[[ Task data open ]]

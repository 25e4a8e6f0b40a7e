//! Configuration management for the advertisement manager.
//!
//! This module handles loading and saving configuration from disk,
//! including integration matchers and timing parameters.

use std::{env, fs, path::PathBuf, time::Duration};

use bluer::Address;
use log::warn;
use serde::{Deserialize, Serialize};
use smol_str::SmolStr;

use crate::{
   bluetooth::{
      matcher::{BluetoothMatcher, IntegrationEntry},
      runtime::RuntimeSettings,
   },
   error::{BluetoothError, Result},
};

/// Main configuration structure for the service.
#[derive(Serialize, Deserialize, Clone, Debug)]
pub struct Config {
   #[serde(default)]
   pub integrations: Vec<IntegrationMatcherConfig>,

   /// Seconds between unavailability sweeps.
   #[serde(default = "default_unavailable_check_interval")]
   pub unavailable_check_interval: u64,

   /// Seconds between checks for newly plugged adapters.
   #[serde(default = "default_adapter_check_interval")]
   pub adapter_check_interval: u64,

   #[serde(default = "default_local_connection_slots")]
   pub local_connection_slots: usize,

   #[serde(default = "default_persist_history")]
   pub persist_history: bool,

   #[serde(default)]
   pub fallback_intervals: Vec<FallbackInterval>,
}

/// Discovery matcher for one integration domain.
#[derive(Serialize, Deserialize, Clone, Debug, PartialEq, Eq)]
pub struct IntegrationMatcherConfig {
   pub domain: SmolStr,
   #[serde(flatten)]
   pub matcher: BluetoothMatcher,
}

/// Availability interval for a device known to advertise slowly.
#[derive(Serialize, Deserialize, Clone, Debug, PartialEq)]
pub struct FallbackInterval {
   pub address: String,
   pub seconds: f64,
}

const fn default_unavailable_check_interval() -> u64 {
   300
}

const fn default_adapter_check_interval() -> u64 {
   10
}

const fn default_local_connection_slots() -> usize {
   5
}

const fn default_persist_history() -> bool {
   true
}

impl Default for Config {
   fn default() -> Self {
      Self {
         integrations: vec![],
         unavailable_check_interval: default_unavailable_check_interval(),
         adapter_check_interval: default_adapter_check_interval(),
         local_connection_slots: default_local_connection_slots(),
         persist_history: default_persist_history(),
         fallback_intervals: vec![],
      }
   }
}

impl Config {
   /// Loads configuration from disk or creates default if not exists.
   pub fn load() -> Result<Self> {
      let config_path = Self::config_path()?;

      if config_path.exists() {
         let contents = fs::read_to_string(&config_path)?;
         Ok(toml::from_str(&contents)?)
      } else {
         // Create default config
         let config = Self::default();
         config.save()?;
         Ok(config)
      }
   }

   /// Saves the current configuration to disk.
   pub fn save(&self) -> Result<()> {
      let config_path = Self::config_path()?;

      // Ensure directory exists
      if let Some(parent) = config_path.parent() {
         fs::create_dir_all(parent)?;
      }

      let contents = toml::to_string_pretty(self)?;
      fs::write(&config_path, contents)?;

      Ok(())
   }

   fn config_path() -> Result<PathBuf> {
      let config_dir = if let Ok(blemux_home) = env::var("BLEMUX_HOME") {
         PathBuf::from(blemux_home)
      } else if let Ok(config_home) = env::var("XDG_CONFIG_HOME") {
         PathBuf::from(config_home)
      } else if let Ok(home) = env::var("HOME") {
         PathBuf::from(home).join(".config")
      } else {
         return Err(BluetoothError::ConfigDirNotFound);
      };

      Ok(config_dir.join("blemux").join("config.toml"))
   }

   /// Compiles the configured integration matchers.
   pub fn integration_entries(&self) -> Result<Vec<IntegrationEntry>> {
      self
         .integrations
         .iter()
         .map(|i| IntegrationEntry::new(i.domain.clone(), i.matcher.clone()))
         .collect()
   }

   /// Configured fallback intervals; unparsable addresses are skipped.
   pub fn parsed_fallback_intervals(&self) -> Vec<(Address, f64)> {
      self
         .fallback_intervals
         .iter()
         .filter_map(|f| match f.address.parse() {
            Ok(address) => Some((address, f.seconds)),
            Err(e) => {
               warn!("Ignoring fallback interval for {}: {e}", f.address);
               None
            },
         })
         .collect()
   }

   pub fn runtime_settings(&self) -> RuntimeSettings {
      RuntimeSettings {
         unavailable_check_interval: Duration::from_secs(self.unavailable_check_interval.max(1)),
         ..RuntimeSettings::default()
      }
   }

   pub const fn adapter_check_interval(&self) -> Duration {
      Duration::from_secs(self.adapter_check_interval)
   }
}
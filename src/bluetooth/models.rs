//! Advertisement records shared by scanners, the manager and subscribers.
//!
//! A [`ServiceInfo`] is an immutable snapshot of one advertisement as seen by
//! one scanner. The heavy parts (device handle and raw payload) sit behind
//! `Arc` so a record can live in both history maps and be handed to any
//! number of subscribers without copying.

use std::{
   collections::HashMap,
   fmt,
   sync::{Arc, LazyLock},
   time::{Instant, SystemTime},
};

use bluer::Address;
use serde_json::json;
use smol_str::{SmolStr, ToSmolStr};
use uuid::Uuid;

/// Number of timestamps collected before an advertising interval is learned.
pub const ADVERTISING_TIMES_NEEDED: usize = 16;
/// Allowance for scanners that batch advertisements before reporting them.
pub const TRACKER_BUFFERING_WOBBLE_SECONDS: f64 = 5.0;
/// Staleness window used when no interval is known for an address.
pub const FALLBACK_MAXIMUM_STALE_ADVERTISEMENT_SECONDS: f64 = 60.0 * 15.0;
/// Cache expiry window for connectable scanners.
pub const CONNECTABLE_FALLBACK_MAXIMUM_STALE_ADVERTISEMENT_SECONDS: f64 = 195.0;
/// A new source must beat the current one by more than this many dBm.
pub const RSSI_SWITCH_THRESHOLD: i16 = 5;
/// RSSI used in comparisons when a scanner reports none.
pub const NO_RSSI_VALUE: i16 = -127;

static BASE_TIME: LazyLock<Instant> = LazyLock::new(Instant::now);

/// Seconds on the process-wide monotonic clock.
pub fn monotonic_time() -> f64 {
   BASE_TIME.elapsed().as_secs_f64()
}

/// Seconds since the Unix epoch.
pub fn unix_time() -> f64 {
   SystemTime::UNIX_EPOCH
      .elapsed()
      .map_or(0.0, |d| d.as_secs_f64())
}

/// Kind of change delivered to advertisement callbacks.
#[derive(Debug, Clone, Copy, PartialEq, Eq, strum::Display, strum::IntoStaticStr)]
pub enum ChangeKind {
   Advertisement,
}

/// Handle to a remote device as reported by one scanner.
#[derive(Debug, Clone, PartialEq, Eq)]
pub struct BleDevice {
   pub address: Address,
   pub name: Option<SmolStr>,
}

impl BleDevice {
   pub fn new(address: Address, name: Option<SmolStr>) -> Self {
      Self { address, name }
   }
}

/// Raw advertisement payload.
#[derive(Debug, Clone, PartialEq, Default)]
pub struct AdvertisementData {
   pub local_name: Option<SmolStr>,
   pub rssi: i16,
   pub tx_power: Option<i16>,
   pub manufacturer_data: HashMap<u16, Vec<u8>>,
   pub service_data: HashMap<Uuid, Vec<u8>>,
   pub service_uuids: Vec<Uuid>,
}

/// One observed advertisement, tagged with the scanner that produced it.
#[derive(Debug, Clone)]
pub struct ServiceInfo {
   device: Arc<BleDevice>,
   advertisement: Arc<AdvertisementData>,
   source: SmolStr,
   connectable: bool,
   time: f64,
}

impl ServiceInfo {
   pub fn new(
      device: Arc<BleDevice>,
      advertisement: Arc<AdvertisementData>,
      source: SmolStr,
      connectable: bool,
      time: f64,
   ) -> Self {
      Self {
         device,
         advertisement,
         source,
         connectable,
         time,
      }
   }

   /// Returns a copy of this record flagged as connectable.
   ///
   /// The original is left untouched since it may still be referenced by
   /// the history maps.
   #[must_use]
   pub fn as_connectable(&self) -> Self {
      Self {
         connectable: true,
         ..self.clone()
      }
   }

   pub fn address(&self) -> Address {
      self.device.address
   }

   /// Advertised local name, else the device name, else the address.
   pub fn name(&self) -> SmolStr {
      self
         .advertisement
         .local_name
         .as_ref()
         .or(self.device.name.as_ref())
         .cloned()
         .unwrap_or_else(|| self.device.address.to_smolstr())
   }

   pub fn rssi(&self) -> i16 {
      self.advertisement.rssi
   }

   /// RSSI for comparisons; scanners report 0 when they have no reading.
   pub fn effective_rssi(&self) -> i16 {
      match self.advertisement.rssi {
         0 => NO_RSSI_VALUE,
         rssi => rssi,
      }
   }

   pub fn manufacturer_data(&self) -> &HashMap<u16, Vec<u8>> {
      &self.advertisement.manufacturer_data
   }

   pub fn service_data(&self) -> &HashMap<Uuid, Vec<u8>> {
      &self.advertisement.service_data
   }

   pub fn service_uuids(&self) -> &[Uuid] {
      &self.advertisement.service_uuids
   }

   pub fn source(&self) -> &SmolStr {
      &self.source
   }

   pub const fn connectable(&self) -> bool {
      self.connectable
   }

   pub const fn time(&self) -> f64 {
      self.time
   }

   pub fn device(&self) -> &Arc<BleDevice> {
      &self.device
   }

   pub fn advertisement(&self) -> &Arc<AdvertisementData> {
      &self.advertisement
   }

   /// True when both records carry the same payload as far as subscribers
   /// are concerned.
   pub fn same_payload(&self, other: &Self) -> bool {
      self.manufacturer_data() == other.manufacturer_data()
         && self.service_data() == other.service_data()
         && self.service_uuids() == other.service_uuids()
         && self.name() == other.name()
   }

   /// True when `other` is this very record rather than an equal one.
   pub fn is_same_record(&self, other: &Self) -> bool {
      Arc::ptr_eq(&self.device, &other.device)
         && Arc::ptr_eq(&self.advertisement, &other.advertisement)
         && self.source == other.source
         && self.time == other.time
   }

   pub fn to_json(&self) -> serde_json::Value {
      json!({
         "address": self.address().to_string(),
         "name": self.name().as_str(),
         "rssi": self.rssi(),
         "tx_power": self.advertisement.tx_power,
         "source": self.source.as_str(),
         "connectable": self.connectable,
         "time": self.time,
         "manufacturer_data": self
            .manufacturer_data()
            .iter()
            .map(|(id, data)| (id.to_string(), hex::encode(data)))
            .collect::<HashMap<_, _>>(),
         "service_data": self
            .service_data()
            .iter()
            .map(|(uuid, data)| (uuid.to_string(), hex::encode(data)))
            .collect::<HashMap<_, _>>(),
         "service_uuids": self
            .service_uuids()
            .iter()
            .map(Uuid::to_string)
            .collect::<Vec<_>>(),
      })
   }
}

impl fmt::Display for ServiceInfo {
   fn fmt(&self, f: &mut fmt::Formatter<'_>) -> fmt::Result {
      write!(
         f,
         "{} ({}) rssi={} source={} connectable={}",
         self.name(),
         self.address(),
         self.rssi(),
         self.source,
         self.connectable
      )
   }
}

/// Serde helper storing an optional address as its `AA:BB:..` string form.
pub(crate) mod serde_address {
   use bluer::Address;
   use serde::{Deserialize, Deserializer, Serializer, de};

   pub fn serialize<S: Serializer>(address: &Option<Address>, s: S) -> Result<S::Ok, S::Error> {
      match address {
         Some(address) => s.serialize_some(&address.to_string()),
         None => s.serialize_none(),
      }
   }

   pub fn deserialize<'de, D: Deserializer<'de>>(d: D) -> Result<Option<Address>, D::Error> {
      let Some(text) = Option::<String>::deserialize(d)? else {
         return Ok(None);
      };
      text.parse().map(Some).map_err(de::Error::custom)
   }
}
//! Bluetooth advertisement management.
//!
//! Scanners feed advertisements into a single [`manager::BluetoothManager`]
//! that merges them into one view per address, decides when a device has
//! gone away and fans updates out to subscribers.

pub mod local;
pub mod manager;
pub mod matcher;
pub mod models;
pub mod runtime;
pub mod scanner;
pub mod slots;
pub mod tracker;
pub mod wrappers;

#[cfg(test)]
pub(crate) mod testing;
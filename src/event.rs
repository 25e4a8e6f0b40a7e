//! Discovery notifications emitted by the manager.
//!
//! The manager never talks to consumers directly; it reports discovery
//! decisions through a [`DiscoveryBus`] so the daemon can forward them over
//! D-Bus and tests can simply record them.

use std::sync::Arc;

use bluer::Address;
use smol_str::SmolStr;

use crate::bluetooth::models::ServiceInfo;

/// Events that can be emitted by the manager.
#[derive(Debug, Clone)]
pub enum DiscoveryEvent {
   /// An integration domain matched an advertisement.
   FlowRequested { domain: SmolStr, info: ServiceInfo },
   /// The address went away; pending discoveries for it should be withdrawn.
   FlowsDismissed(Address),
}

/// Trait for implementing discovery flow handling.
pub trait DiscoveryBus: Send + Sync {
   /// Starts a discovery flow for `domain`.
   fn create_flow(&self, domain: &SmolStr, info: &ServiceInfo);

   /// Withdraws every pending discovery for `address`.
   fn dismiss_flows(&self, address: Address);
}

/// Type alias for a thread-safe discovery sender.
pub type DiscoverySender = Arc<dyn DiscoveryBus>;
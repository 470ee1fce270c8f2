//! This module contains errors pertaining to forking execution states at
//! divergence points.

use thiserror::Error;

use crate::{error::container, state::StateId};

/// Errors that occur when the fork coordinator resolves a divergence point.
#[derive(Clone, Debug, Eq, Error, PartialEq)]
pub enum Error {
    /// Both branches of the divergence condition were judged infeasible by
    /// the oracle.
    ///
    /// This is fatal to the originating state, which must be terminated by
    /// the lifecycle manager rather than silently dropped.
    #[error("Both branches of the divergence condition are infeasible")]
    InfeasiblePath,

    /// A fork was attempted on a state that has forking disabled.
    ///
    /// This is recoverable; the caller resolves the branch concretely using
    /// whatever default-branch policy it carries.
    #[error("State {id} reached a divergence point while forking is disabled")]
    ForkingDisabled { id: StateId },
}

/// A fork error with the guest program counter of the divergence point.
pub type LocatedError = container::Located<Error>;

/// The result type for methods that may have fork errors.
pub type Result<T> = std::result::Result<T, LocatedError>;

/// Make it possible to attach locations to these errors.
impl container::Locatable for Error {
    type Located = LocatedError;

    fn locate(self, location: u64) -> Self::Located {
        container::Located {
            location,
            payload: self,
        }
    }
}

[[ Task data closed ]]

About this exercise: If a line in the records above contains the word "encode", count it, then give the total and nothing else.

Reply: 2